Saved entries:
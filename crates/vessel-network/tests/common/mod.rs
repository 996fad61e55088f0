//! Shared fixtures for the network context integration tests.

#![allow(dead_code)]

use std::sync::Arc;

use tokio_util::sync::CancellationToken;
use vessel_common::ContainerId;
use vessel_network::{
    Context, ContainerNetworkConfig, Handle, MemoryKeyValueStore, NetworkConfig, NullLink,
    PortGroup, ScopeData,
};

/// Default config plus port groups for the external networks used in tests.
pub fn config() -> NetworkConfig {
    NetworkConfig::default()
        .with_port_group("ext", PortGroup::new("dvportgroup-ext"))
        .with_port_group("ext2", PortGroup::new("dvportgroup-ext2"))
        .with_port_group("public", PortGroup::new("dvportgroup-public"))
}

/// Config with a builtin external network named `public`.
pub fn config_with_public() -> NetworkConfig {
    config().with_container_network(
        "public",
        ContainerNetworkConfig::external("192.168.100.1/24".parse().unwrap())
            .with_nameserver("192.168.100.53".parse().unwrap()),
    )
}

pub struct Fixture {
    pub ctx: Arc<Context>,
    pub kv: Arc<MemoryKeyValueStore>,
    pub link: Arc<NullLink>,
}

pub async fn fixture() -> Fixture {
    fixture_with(config()).await
}

pub async fn fixture_with(config: NetworkConfig) -> Fixture {
    let kv = Arc::new(MemoryKeyValueStore::new("test"));
    let link = Arc::new(NullLink::new());
    let ctx = Context::builder(config)
        .with_kv(kv.clone())
        .with_bridge_link(link.clone())
        .build()
        .await
        .unwrap();
    Fixture {
        ctx: Arc::new(ctx),
        kv,
        link,
    }
}

pub fn handle(name: &str) -> Handle {
    Handle::new(ContainerId::generate(), name)
}

pub fn token() -> CancellationToken {
    CancellationToken::new()
}

/// Bridge scope on 10.20.0.0/24 with gateway 10.20.0.1.
pub fn small_bridge(name: &str) -> ScopeData {
    ScopeData::bridge(name)
        .with_subnet("10.20.0.0/24".parse().unwrap())
        .with_gateway("10.20.0.1".parse().unwrap())
}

» Problem requirements
From the data above, report how many lines hold the word "parse", answering with the number by itself.

» Exercise solution
4